Saved entries
..............................

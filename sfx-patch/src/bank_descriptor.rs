//! Bank descriptors (`sound/sound_banks/<hex>_<bank>.json`) and the sound
//! player's bank list in `sound/sequences.json`.
//!
//! Existing files are edited as ordered JSON values so keys this tool does not
//! know about (tuning, note ranges, extra envelopes) survive untouched.

use serde::Serialize;
use serde_json::{Map, Value};
use std::path::Path;

use crate::error::{Result, SfxError};
use crate::names::{Identifier, instrument_key, sample_bank_name};

/// Date stamped into newly created descriptors
pub const DEFAULT_DATE: &str = "1996-03-19";

/// Envelope every new instrument uses
pub const DEFAULT_ENVELOPE: &str = "envelope0";

/// Release rate of new instruments
pub const DEFAULT_RELEASE_RATE: u32 = 208;

/// Key in sequences.json listing the banks the sound player loads
pub const SOUND_PLAYER_KEY: &str = "00_sound_player";

/// One instrument entry in a bank descriptor.
#[derive(Debug, Clone, PartialEq, Eq, Serialize)]
pub struct Instrument {
    pub release_rate: u32,
    pub envelope: String,
    pub sound: String,
}

impl Instrument {
    pub fn for_sound(sound: &Identifier) -> Self {
        Self {
            release_rate: DEFAULT_RELEASE_RATE,
            envelope: DEFAULT_ENVELOPE.to_string(),
            sound: sound.lower(),
        }
    }
}

/// A freshly created bank descriptor.
#[derive(Debug, Clone, Serialize)]
pub struct BankDescriptor {
    pub date: String,
    pub sample_bank: String,
    pub envelopes: Map<String, Value>,
    pub instruments: Map<String, Value>,
    pub instrument_list: Vec<Option<String>>,
}

impl BankDescriptor {
    /// Descriptor holding a single instrument for `sound`.
    pub fn new(bank: &Identifier, sound: &Identifier) -> Self {
        let mut envelopes = Map::new();
        envelopes.insert(
            DEFAULT_ENVELOPE.to_string(),
            serde_json::json!([[1, 32700], "hang"]),
        );

        let key = instrument_key(sound);
        let mut instruments = Map::new();
        instruments.insert(key.clone(), instrument_value(sound));

        Self {
            date: DEFAULT_DATE.to_string(),
            sample_bank: sample_bank_name(bank),
            envelopes,
            instruments,
            instrument_list: vec![Some(key)],
        }
    }
}

fn instrument_value(sound: &Identifier) -> Value {
    serde_json::json!(Instrument::for_sound(sound))
}

/// Result of [`ensure_instrument`].
#[derive(Debug, Clone, Copy, PartialEq, Eq)]
pub struct InstrumentSlot {
    /// Index into `instrument_list`, used by `chan_setinstr`
    pub position: usize,
    /// The descriptor file did not exist before
    pub created: bool,
    /// The instrument was added by this call
    pub inserted: bool,
}

/// Serialize with the given indent and a trailing newline.
pub fn to_pretty_json<T: Serialize>(value: &T, indent: &[u8]) -> serde_json::Result<String> {
    let mut out = Vec::new();
    let formatter = serde_json::ser::PrettyFormatter::with_indent(indent);
    let mut serializer = serde_json::Serializer::with_formatter(&mut out, formatter);
    value.serialize(&mut serializer)?;
    let mut text = String::from_utf8_lossy(&out).into_owned();
    text.push('\n');
    Ok(text)
}

fn read_json(path: &Path) -> Result<(String, Value)> {
    let text = std::fs::read_to_string(path).map_err(|e| SfxError::io(path, e))?;
    let value = serde_json::from_str(&text).map_err(|source| SfxError::Json {
        path: path.to_path_buf(),
        source,
    })?;
    Ok((text, value))
}

fn render_json<T: Serialize>(path: &Path, value: &T, indent: &[u8]) -> Result<String> {
    to_pretty_json(value, indent).map_err(|source| SfxError::Json {
        path: path.to_path_buf(),
        source,
    })
}

fn write_json(path: &Path, original: &str, value: &Value, indent: &[u8]) -> Result<bool> {
    crate::text::write_if_changed(path, original, &render_json(path, value, indent)?)
}

fn invalid(path: &Path, reason: impl Into<String>) -> SfxError {
    SfxError::InvalidDescriptor {
        path: path.to_path_buf(),
        reason: reason.into(),
    }
}

/// Create the bank descriptor or add `sound` to it; return its position.
///
/// An instrument that is already present keeps its position.
pub fn ensure_instrument(path: &Path, bank: &Identifier, sound: &Identifier) -> Result<InstrumentSlot> {
    let key = instrument_key(sound);

    if !path.exists() {
        let descriptor = render_json(path, &BankDescriptor::new(bank, sound), b"  ")?;
        if let Some(parent) = path.parent() {
            std::fs::create_dir_all(parent).map_err(|e| SfxError::io(parent, e))?;
        }
        std::fs::write(path, descriptor).map_err(|e| SfxError::io(path, e))?;
        tracing::info!("Created bank descriptor {}", path.display());
        return Ok(InstrumentSlot {
            position: 0,
            created: true,
            inserted: true,
        });
    }

    let (original, mut root) = read_json(path)?;
    let object = root
        .as_object_mut()
        .ok_or_else(|| invalid(path, "top level is not an object"))?;

    let already_present = object
        .get("instruments")
        .and_then(Value::as_object)
        .ok_or_else(|| invalid(path, "missing \"instruments\" object"))?
        .contains_key(&key);
    let list = object
        .get("instrument_list")
        .and_then(Value::as_array)
        .ok_or_else(|| invalid(path, "missing \"instrument_list\" array"))?;
    let listed = list.iter().position(|entry| entry.as_str() == Some(key.as_str()));

    if already_present {
        let position = listed
            .ok_or_else(|| invalid(path, format!("{} is not in instrument_list", key)))?;
        tracing::info!("Sound '{}' already exists in bank '{}'", sound, bank);
        return Ok(InstrumentSlot {
            position,
            created: false,
            inserted: false,
        });
    }
    if listed.is_some() {
        return Err(invalid(
            path,
            format!("{} is listed but has no instrument entry", key),
        ));
    }

    if let Some(instruments) = object.get_mut("instruments").and_then(Value::as_object_mut) {
        instruments.insert(key.clone(), instrument_value(sound));
    }
    let mut position = 0;
    if let Some(list) = object.get_mut("instrument_list").and_then(Value::as_array_mut) {
        list.push(Value::String(key));
        position = list.len() - 1;
    }

    write_json(path, &original, &root, b"  ")?;
    tracing::info!("Sound '{}' added to bank '{}' at position {}", sound, bank, position);
    Ok(InstrumentSlot {
        position,
        created: false,
        inserted: true,
    })
}

/// Make sure the sound player loads the bank whose descriptor stem is `stem`.
///
/// Membership is an exact match on the stem inside the `00_sound_player`
/// list; other sections of sequences.json are not consulted. Returns `true`
/// if the stem was appended.
pub fn ensure_sound_player_bank(path: &Path, stem: &str) -> Result<bool> {
    let (original, mut root) = read_json(path)?;
    let list = root
        .get_mut(SOUND_PLAYER_KEY)
        .and_then(Value::as_array_mut)
        .ok_or_else(|| SfxError::missing_anchor(path, SOUND_PLAYER_KEY))?;

    if list.iter().any(|entry| entry.as_str() == Some(stem)) {
        tracing::debug!("{} already loads {}", SOUND_PLAYER_KEY, stem);
        return Ok(false);
    }

    list.push(Value::String(stem.to_string()));
    write_json(path, &original, &root, b"    ")?;
    tracing::info!("Added {} to {} in {}", stem, SOUND_PLAYER_KEY, path.display());
    Ok(true)
}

..............................

Copy every line of the records above that holds the word "iter".

    let listed = list.iter().position(|entry| entry.as_str() == Some(key.as_str()));
    if list.iter().any(|entry| entry.as_str() == Some(stem)) {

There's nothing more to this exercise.